17 July 2017

Nigeria: 'Court Order On Melaye's Recall May Derail Electoral Process'

Abuja — A national commissioner of the Independent National Electoral Commission (INEC) has expressed fears that the court's decision which compelled it to suspend the recall process of Senator Dino Melaye, may embolden those who want to truncate the country's electoral process to always approach courts knowing they will have their way.

The newly appointed national commissioner said INEC had petitioned the Chief Justice of Nigeria on the High Court order on a strictly constitutional matter which if not addressed, could set a dangerous precedent that could derail the country's democracy, beginning with the general elections already scheduled.

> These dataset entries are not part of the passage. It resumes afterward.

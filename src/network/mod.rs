//! Network layer - robot API calls, poll loops and command dispatch
//!
//! The Network actor receives control commands and sends back responses;
//! the poll loops push state and log snapshots on their own timers.

pub mod actor;
pub mod client;
pub mod poller;

pub use actor::NetworkActor;
pub use client::RobotClient;
//! Message types for inter-layer communication in the actor-based architecture.
//!
//! This module defines all messages that flow between the UI, App, and Network layers.

pub mod network;
pub mod render;
pub mod ui_events;

pub use network::{NetworkCommand, NetworkResponse};
pub use render::RenderState;
pub use ui_events::UiEvent;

"By section 69 of the Constitution, INEC has a 90-day limit from the date of recall petition presentation, June 21,2017 in this case, to complete the exercise.

"The Chief Justice needs to address the matter promptly. If not, somebody or people could come up one day to ask a Court to put aside the 2019 General and Presidential Elections Time Table already announced by INEC. When that happens, you can imagine the monumental distortion it will create in the 2019 elections process."

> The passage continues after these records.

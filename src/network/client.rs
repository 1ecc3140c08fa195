//! HTTP client wrapper - typed calls against the robot API

use std::time::Duration;

use anyhow::{anyhow, Context, Result};

use crate::models::{ControlCommand, RobotState};

/// Thin client over the robot's three endpoints.
///
/// Cheap to clone; all clones share the underlying connection pool.
#[derive(Clone)]
pub struct RobotClient {
    http: reqwest::Client,
    base_url: String,
}

impl RobotClient {
    pub fn new(base_url: impl Into<String>) -> Self {
        let http = reqwest::Client::builder()
            .timeout(Duration::from_secs(8))
            .build()
            .unwrap_or_else(|_| reqwest::Client::new());
        let base_url = base_url.into();
        RobotClient {
            http,
            base_url: base_url.trim_end_matches('/').to_string(),
        }
    }

    fn url(&self, path: &str) -> String {
        format!("{}/{}", self.base_url, path.trim_start_matches('/'))
    }

    /// GET `/state` and decode the snapshot
    pub async fn fetch_state(&self) -> Result<RobotState> {
        let response = self
            .http
            .get(self.url("/state"))
            .send()
            .await
            .context("GET /state failed")?;
        if !response.status().is_success() {
            return Err(anyhow!("/state returned {}", response.status()));
        }
        response.json::<RobotState>().await.context("decoding /state body")
    }

    /// GET `/logs` as a plain newline-delimited text blob
    pub async fn fetch_logs(&self) -> Result<String> {
        let response = self
            .http
            .get(self.url("/logs"))
            .send()
            .await
            .context("GET /logs failed")?;
        if !response.status().is_success() {
            return Err(anyhow!("/logs returned {}", response.status()));
        }
        response.text().await.context("reading /logs body")
    }

    /// POST a control command to `/control`. The response body is not consumed;
    /// any 2xx counts as acceptance.
    pub async fn send_control(&self, command: &ControlCommand) -> Result<()> {
        let response = self
            .http
            .post(self.url("/control"))
            .json(&command.to_request())
            .send()
            .await
            .context("POST /control failed")?;
        if !response.status().is_success() {
            return Err(anyhow!("/control returned {}", response.status()));
        }
        Ok(())
    }
}

#[cfg(test)]
mod tests {
    use super::*;

    #[test]
    fn test_url_joins_without_double_slash() {
        let client = RobotClient::new("http://127.0.0.1:8000/");
        assert_eq!(client.url("/state"), "http://127.0.0.1:8000/state");
        assert_eq!(client.url("logs"), "http://127.0.0.1:8000/logs");
    }
}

Recall that the Commission had on Thursday, March 10, 2017, fixed February 16, 2019 for the next Presidential and National Assembly polls with Governorship and State Assembly elections scheduled for March 2, 2019.

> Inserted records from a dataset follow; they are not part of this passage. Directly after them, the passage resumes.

//! Command handlers - business logic for processing UI events

use tracing::{debug, info, warn};

use crate::app::state::{CommandLogEntry, CommandOutcome};
use crate::app::AppState;
use crate::messages::{NetworkCommand, NetworkResponse};
use crate::models::ControlCommand;

impl AppState {
    // ========================
    // Navigation
    // ========================

    pub fn next_panel(&mut self) {
        self.active_panel = self.active_panel.next();
    }

    pub fn prev_panel(&mut self) {
        self.active_panel = self.active_panel.prev();
    }

    pub fn scroll_up(&mut self) {
        self.logs_scroll = self.logs_scroll.saturating_sub(1);
    }

    pub fn scroll_down(&mut self) {
        self.logs_scroll = self.logs_scroll.saturating_add(1);
    }

    pub fn toggle_help(&mut self) {
        self.show_help = !self.show_help;
    }

    pub fn close_help(&mut self) {
        self.show_help = false;
    }

    // ========================
    // Power actions
    // ========================

    /// Toggle power optimistically: the local flag flips before the POST
    /// resolves and is not rolled back on failure.
    pub fn power_toggle(&mut self) -> NetworkCommand {
        self.powered = !self.powered;
        let command = if self.powered {
            ControlCommand::On
        } else {
            ControlCommand::Off
        };
        self.dispatch(command)
    }

    pub fn turn_on(&mut self) -> NetworkCommand {
        self.powered = true;
        self.dispatch(ControlCommand::On)
    }

    pub fn turn_off(&mut self) -> NetworkCommand {
        self.powered = false;
        self.dispatch(ControlCommand::Off)
    }

    pub fn reset(&mut self) -> NetworkCommand {
        self.dispatch(ControlCommand::Reset)
    }

    // ========================
    // Fan actions
    // ========================

    /// Cycle the locally selected fan mode; nothing is sent until applied
    pub fn cycle_fan_mode(&mut self) {
        self.fan_mode = self.fan_mode.next();
    }

    /// Submit the selected fan mode. The speed control gate is derived
    /// synchronously from the mode just sent, not from any acknowledgment.
    pub fn apply_fan_mode(&mut self) -> NetworkCommand {
        self.speed_control_enabled = self.fan_mode == crate::models::FanMode::Static;
        self.dispatch(ControlCommand::SetFanMode(self.fan_mode))
    }

    pub fn speed_up(&mut self) {
        if self.speed_control_enabled {
            self.fan_speed = (self.fan_speed + crate::constants::FAN_SPEED_STEP).min(100);
        }
    }

    pub fn speed_down(&mut self) {
        if self.speed_control_enabled {
            self.fan_speed = self.fan_speed.saturating_sub(crate::constants::FAN_SPEED_STEP);
        }
    }

    /// Submit the selected fan speed, if the speed control is enabled
    pub fn apply_fan_speed(&mut self) -> Option<NetworkCommand> {
        if !self.speed_control_enabled {
            return None;
        }
        Some(self.dispatch(ControlCommand::SetFanSpeed(self.fan_speed)))
    }

    /// Build the network command for a control action and log the send
    fn dispatch(&mut self, command: ControlCommand) -> NetworkCommand {
        let id = self.next_id();
        info!(id, action = command.action_str(), "Dispatching control command");
        self.command_log
            .push(CommandLogEntry::new(CommandOutcome::Sent, command.describe()));
        NetworkCommand::SendControl { id, command }
    }

    // ========================
    // Network responses
    // ========================

    pub fn handle_response(&mut self, response: NetworkResponse) {
        match response {
            NetworkResponse::State { seq, result } => {
                // An older poll must never clobber a newer snapshot
                if seq <= self.last_state_seq {
                    debug!(seq, applied = self.last_state_seq, "Dropping stale state response");
                    return;
                }
                self.last_state_seq = seq;
                match result {
                    Ok(state) => self.state_poll.apply_success(state),
                    Err(message) => self.state_poll.apply_failure(message),
                }
            }
            NetworkResponse::Logs { seq, result } => {
                if seq <= self.last_logs_seq {
                    debug!(seq, applied = self.last_logs_seq, "Dropping stale logs response");
                    return;
                }
                self.last_logs_seq = seq;
                match result {
                    Ok(logs) => self.logs_poll.apply_success(logs),
                    Err(message) => self.logs_poll.apply_failure(message),
                }
            }
            NetworkResponse::ControlSuccess { id, command } => {
                info!(id, action = command.action_str(), "Control command accepted");
                self.dispatch_error = None;
                self.command_log.push(CommandLogEntry::new(
                    CommandOutcome::Accepted,
                    command.describe(),
                ));
            }
            NetworkResponse::ControlError { id, command, message } => {
                warn!(id, action = command.action_str(), %message, "Control command failed");
                self.command_log
                    .push(CommandLogEntry::new(CommandOutcome::Failed, message.clone()));
                self.dispatch_error = Some(message);
            }
        }
    }
}

#[cfg(test)]
mod tests {
    use super::*;
    use crate::models::{FanMode, RobotState};

    fn app() -> AppState {
        AppState::new("http://127.0.0.1:8000")
    }

    fn online_state() -> RobotState {
        RobotState {
            status: String::from("online"),
            temperature: 25.0,
            fan_mode: FanMode::Proportional,
            fan_speed: 50,
            power: 100.0,
            uptime: 3600,
        }
    }

    fn sent_command(cmd: NetworkCommand) -> ControlCommand {
        match cmd {
            NetworkCommand::SendControl { command, .. } => command,
            other => panic!("expected SendControl, got {:?}", other),
        }
    }

    #[test]
    fn test_state_response_replaces_snapshot() {
        let mut state = app();
        state.handle_response(NetworkResponse::State {
            seq: 1,
            result: Ok(online_state()),
        });
        assert_eq!(state.state_poll.data, Some(online_state()));
        assert_eq!(state.state_poll.error, None);
        assert!(!state.state_poll.loading);
    }

    #[test]
    fn test_failed_fetch_keeps_previous_snapshot() {
        let mut state = app();
        state.handle_response(NetworkResponse::State {
            seq: 1,
            result: Ok(online_state()),
        });
        state.handle_response(NetworkResponse::State {
            seq: 2,
            result: Err(String::from("Error fetching robot state")),
        });
        assert_eq!(state.state_poll.data, Some(online_state()));
        assert_eq!(
            state.state_poll.error.as_deref(),
            Some("Error fetching robot state")
        );
    }

    #[test]
    fn test_first_fetch_failure_shows_only_error() {
        let mut state = app();
        state.handle_response(NetworkResponse::State {
            seq: 1,
            result: Err(String::from("Error fetching robot state")),
        });
        assert_eq!(state.state_poll.data, None);
        assert!(!state.state_poll.loading);
        assert!(state.state_poll.error.is_some());
    }

    #[test]
    fn test_stale_state_response_is_dropped() {
        let mut state = app();
        let mut newer = online_state();
        newer.uptime = 3700;
        state.handle_response(NetworkResponse::State {
            seq: 5,
            result: Ok(newer.clone()),
        });
        // A slower request issued earlier resolves afterwards
        state.handle_response(NetworkResponse::State {
            seq: 3,
            result: Ok(online_state()),
        });
        assert_eq!(state.state_poll.data, Some(newer));
    }

    #[test]
    fn test_stale_logs_error_cannot_mask_newer_data() {
        let mut state = app();
        state.handle_response(NetworkResponse::Logs {
            seq: 2,
            result: Ok(String::from("Log 1: Robot started")),
        });
        state.handle_response(NetworkResponse::Logs {
            seq: 1,
            result: Err(String::from("Error fetching robot logs")),
        });
        assert_eq!(state.logs_poll.error, None);
        assert_eq!(
            state.logs_poll.data.as_deref(),
            Some("Log 1: Robot started")
        );
    }

    #[test]
    fn test_logs_response_replaces_text_wholesale() {
        let mut state = app();
        state.handle_response(NetworkResponse::Logs {
            seq: 1,
            result: Ok(String::from("Log 1: Robot started")),
        });
        state.handle_response(NetworkResponse::Logs {
            seq: 2,
            result: Ok(String::from("Log 1: Robot started\nLog 2: Robot running")),
        });
        assert_eq!(
            state.logs_poll.data.as_deref(),
            Some("Log 1: Robot started\nLog 2: Robot running")
        );
    }

    #[test]
    fn test_power_toggle_flips_before_send() {
        let mut state = app();
        assert!(state.powered);
        let command = sent_command(state.power_toggle());
        // Flag flipped locally regardless of what the network will say
        assert!(!state.powered);
        assert_eq!(command, ControlCommand::Off);

        let command = sent_command(state.power_toggle());
        assert!(state.powered);
        assert_eq!(command, ControlCommand::On);
    }

    #[test]
    fn test_power_toggle_not_rolled_back_on_failure() {
        let mut state = app();
        let cmd = state.power_toggle();
        let (id, command) = match cmd {
            NetworkCommand::SendControl { id, command } => (id, command),
            other => panic!("expected SendControl, got {:?}", other),
        };
        state.handle_response(NetworkResponse::ControlError {
            id,
            command,
            message: String::from("Error sending command: connection refused"),
        });
        // Optimistic update stands; only the error line appears
        assert!(!state.powered);
        assert!(state.dispatch_error.is_some());
    }

    #[test]
    fn test_apply_static_mode_enables_speed_control() {
        let mut state = app();
        assert!(!state.speed_control_enabled);
        state.cycle_fan_mode();
        assert_eq!(state.fan_mode, FanMode::Static);
        let command = sent_command(state.apply_fan_mode());
        assert_eq!(command, ControlCommand::SetFanMode(FanMode::Static));
        assert!(state.speed_control_enabled);
    }

    #[test]
    fn test_apply_proportional_mode_disables_speed_control() {
        let mut state = app();
        state.cycle_fan_mode();
        state.apply_fan_mode();
        state.cycle_fan_mode();
        assert_eq!(state.fan_mode, FanMode::Proportional);
        state.apply_fan_mode();
        assert!(!state.speed_control_enabled);
        assert!(state.apply_fan_speed().is_none());
    }

    #[test]
    fn test_apply_fan_speed_sends_selected_value() {
        let mut state = app();
        state.cycle_fan_mode();
        state.apply_fan_mode();
        for _ in 0..16 {
            state.speed_up();
        }
        assert_eq!(state.fan_speed, 80);
        let command = sent_command(state.apply_fan_speed().unwrap());
        assert_eq!(command, ControlCommand::SetFanSpeed(80));
    }

    #[test]
    fn test_speed_clamps_to_percent_range() {
        let mut state = app();
        state.cycle_fan_mode();
        state.apply_fan_mode();
        for _ in 0..30 {
            state.speed_up();
        }
        assert_eq!(state.fan_speed, 100);
        for _ in 0..30 {
            state.speed_down();
        }
        assert_eq!(state.fan_speed, 0);
    }

    #[test]
    fn test_control_success_clears_dispatch_error() {
        let mut state = app();
        let cmd = state.reset();
        let (id, command) = match cmd {
            NetworkCommand::SendControl { id, command } => (id, command),
            other => panic!("expected SendControl, got {:?}", other),
        };
        state.dispatch_error = Some(String::from("Error sending command: timeout"));
        state.handle_response(NetworkResponse::ControlSuccess { id, command });
        assert_eq!(state.dispatch_error, None);
    }

    #[test]
    fn test_command_ids_are_unique_per_send() {
        let mut state = app();
        let first = state.power_toggle();
        let second = state.power_toggle();
        let id_of = |cmd: &NetworkCommand| match cmd {
            NetworkCommand::SendControl { id, .. } => *id,
            other => panic!("expected SendControl, got {:?}", other),
        };
        assert_ne!(id_of(&first), id_of(&second));
    }
}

Stressing that these are all indications of determination of INEC to prosecute its constitutional mandate, another INEC Commissioner explained that what INEC did by scheduling the 2019 polls two years ahead was to land Nigeria's democratic process in the same league with other democracies in the world.

"It happens in countries like the USA that we all wish to emulate. Switzerland and Norway do same. Even nearby Ghana has adopted it too," he said.

The INEC authorities further debunked insinuations that the commission was arm twisted to suspend the recall process of Senator Dino Melaye (APC Kogi West), saying there is no nexus between the probe of Tertiary Education Trust Fund, (TETFund) which the INEC chairman, Prof Mahmood Yakubu, had previously headed as Executive Secretary and suspension of Melaye's recall.

There were reports on various social media platforms that the Senate's resolution to probe TETFund prompted the suspension of the recall process.

Referring to its recent press statements on the Kogi West issue, the INEC officials said since the Senator's recall process started, INEC had not had cause to veer off its mandate as underscored in relevant laws guiding its activities.

"All INEC did was to obey the Court order restraining the Commission from going further with the process. But you must note that we have gone to Court to appeal the order; to get it vacated ahead the September 29 date fixed by the High Court for the motion on notice," national officer of the Commission said.

Also speaking on the issue, Chairman of Abuja-based League of Democracy Watchdogs (LDW), Omeresan Olayinka, lamented that people are quick to "interprete negativity into every good thing in this country."

"From what I know of this INEC under Prof. Yakubu, it has been very proactive and determined to do its work according to the laws establishing and guiding its mandate.

"I learnt the Chairman was not even in the country when the relevant committee met and resolved to suspend the Kogi West recall process in deference to the Court order. And the measures the Commission has taken to lift that order must be commended.

"Insinuation linking that decision to the resolution of the Senate to probe whatever they suspect at TETFUND, is neither here nor there. I don't see any connection there. Anything closest to that is a mere coincidence. If not why is INEC moving to lift the order? And why has INEC petitioned the CJN for protection of its mandate constitutionally guide our democracy?" He added.